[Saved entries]
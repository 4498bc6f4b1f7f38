//! Assize daemon — reads commands from stdin, writes replies and events to stdout.

mod config;
mod error;
mod protocol;
mod sequencer;
mod shutdown;

use anyhow::Context;
use assize_adjudication::AdjudicationEngine;
use assize_utils::LogFormat;
use clap::Parser;
use config::{DaemonConfig, EntropyChoice};
use protocol::Output;
use sequencer::Sequencer;
use shutdown::ShutdownController;
use std::path::{Path, PathBuf};
use std::time::Duration;
use tokio::io::{AsyncBufReadExt, AsyncWriteExt, BufReader};
use tokio::sync::mpsc;

#[derive(Parser)]
#[command(name = "assize-daemon", about = "Assize claims adjudication daemon")]
struct Cli {
    /// Path to a TOML configuration file. File settings are the base; flags and
    /// env vars override them.
    #[arg(long, env = "ASSIZE_CONFIG")]
    config: Option<PathBuf>,

    /// Log level: "trace", "debug", "info", "warn", "error".
    #[arg(long, env = "ASSIZE_LOG_LEVEL")]
    log_level: Option<String>,

    /// Log format: "human" or "json".
    #[arg(long, env = "ASSIZE_LOG_FORMAT")]
    log_format: Option<String>,

    /// Time between deadline sweeps, e.g. "30s", "5m".
    #[arg(long, env = "ASSIZE_SWEEP_INTERVAL")]
    sweep_interval: Option<String>,

    /// Snapshot file restored on start and written on shutdown.
    #[arg(long, env = "ASSIZE_STATE_FILE")]
    state_file: Option<PathBuf>,

    /// Seed provider: "os" draws juries automatically, "external" expects seeds
    /// on select_jury commands.
    #[arg(long, env = "ASSIZE_ENTROPY")]
    entropy: Option<String>,

    #[command(subcommand)]
    command: Command,
}

#[derive(clap::Subcommand)]
enum Command {
    /// Run the daemon.
    Run,
    /// Print the effective configuration as TOML.
    PrintConfig,
    /// Validate the configuration and exit.
    CheckConfig,
}

impl Cli {
    fn effective_config(&self) -> anyhow::Result<DaemonConfig> {
        let mut config = match &self.config {
            Some(path) => DaemonConfig::from_toml_file(path)?,
            None => DaemonConfig::default(),
        };
        if let Some(level) = &self.log_level {
            config.log_level = level.clone();
        }
        if let Some(format) = &self.log_format {
            config.log_format = format.parse::<LogFormat>()?;
        }
        if let Some(interval) = &self.sweep_interval {
            config.sweep_interval_secs = assize_utils::parse_duration(interval)
                .with_context(|| format!("invalid sweep interval {interval:?}"))?;
        }
        if let Some(path) = &self.state_file {
            config.state_file = Some(path.clone());
        }
        if let Some(entropy) = &self.entropy {
            config.entropy = entropy.parse::<EntropyChoice>()?;
        }
        config.validate()?;
        Ok(config)
    }
}

#[tokio::main]
async fn main() -> anyhow::Result<()> {
    let cli = Cli::parse();
    let config = cli.effective_config()?;

    match cli.command {
        Command::PrintConfig => {
            print!("{}", config.to_toml_string()?);
        }
        Command::CheckConfig => {
            println!("configuration ok");
        }
        Command::Run => {
            assize_utils::init_logging(config.log_format, &config.log_level)?;
            run(config).await?;
        }
    }
    Ok(())
}

async fn run(config: DaemonConfig) -> anyhow::Result<()> {
    let engine = load_engine(&config)?;
    tracing::info!(
        entropy = ?config.entropy,
        sweep_secs = config.sweep_interval_secs,
        claims = engine.registry().len(),
        jurors = engine.pool().len(),
        "assize daemon starting"
    );

    let shutdown = ShutdownController::new();
    let (request_tx, request_rx) = mpsc::channel(config.queue_depth);
    let (output_tx, mut output_rx) = mpsc::channel::<Output>(config.queue_depth);

    let writer = tokio::spawn(async move {
        let mut stdout = tokio::io::stdout();
        while let Some(output) = output_rx.recv().await {
            let mut line = output.to_line();
            line.push('\n');
            if let Err(e) = stdout.write_all(line.as_bytes()).await {
                tracing::error!(error = %e, "stdout write failed");
                break;
            }
            let _ = stdout.flush().await;
        }
    });

    let reader_outputs = output_tx.clone();
    let mut reader_stop = shutdown.subscribe();
    let reader = tokio::spawn(async move {
        let mut lines = BufReader::new(tokio::io::stdin()).lines();
        loop {
            let line = tokio::select! {
                line = lines.next_line() => line,
                _ = reader_stop.recv() => break,
            };
            let line = match line {
                Ok(Some(line)) => line,
                Ok(None) => break,
                Err(e) => {
                    tracing::error!(error = %e, "stdin read failed");
                    break;
                }
            };
            match protocol::parse_line(&line) {
                None => continue,
                Some(Ok(request)) => {
                    if request_tx.send(request).await.is_err() {
                        break;
                    }
                }
                Some(Err(e)) => {
                    tracing::warn!(error = %e, "unparseable command");
                    let reply = Output::err(None, "input", e.to_string());
                    if reader_outputs.send(reply).await.is_err() {
                        break;
                    }
                }
            }
        }
    });

    let signals = shutdown.clone();
    tokio::spawn(async move { signals.wait_for_signal().await });

    let sequencer = Sequencer::new(engine, &config);
    let sequencer = sequencer
        .run(
            request_rx,
            output_tx,
            Duration::from_secs(config.sweep_interval_secs),
            shutdown.subscribe(),
        )
        .await;

    shutdown.shutdown();
    reader.abort();
    let _ = writer.await;

    if let Some(path) = &config.state_file {
        save_state(&sequencer, path)?;
    }
    tracing::info!(
        claims = sequencer.engine().registry().len(),
        "assize daemon exited cleanly"
    );
    Ok(())
}

fn load_engine(config: &DaemonConfig) -> anyhow::Result<AdjudicationEngine> {
    if let Some(path) = &config.state_file {
        if path.exists() {
            let bytes = std::fs::read(path)
                .with_context(|| format!("reading state file {}", path.display()))?;
            let engine = AdjudicationEngine::decode(&bytes)
                .with_context(|| format!("decoding state file {}", path.display()))?;
            if engine.params() != &config.params {
                tracing::warn!("state file parameters differ from config; using the state file's");
            }
            tracing::info!(path = %path.display(), "state restored");
            return Ok(engine);
        }
    }
    Ok(AdjudicationEngine::new(config.params.clone())?)
}

fn save_state(sequencer: &Sequencer, path: &Path) -> anyhow::Result<()> {
    let bytes = sequencer.encode_state()?;
    let tmp = path.with_extension("tmp");
    std::fs::write(&tmp, &bytes).with_context(|| format!("writing {}", tmp.display()))?;
    std::fs::rename(&tmp, path).with_context(|| format!("replacing {}", path.display()))?;
    tracing::info!(path = %path.display(), bytes = bytes.len(), "state saved");
    Ok(())
}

WHAT THE EXERCISE ASKS:
Write out, from the lines above, only those from the line with "async fn run(config: DaemonConfig)" to the line with "let shutdown = ShutdownController::new();", exactly as given, including the first and the last.

REPLY TO THE EXERCISE:
async fn run(config: DaemonConfig) -> anyhow::Result<()> {
    let engine = load_engine(&config)?;
    tracing::info!(
        entropy = ?config.entropy,
        sweep_secs = config.sweep_interval_secs,
        claims = engine.registry().len(),
        jurors = engine.pool().len(),
        "assize daemon starting"
    );

    let shutdown = ShutdownController::new();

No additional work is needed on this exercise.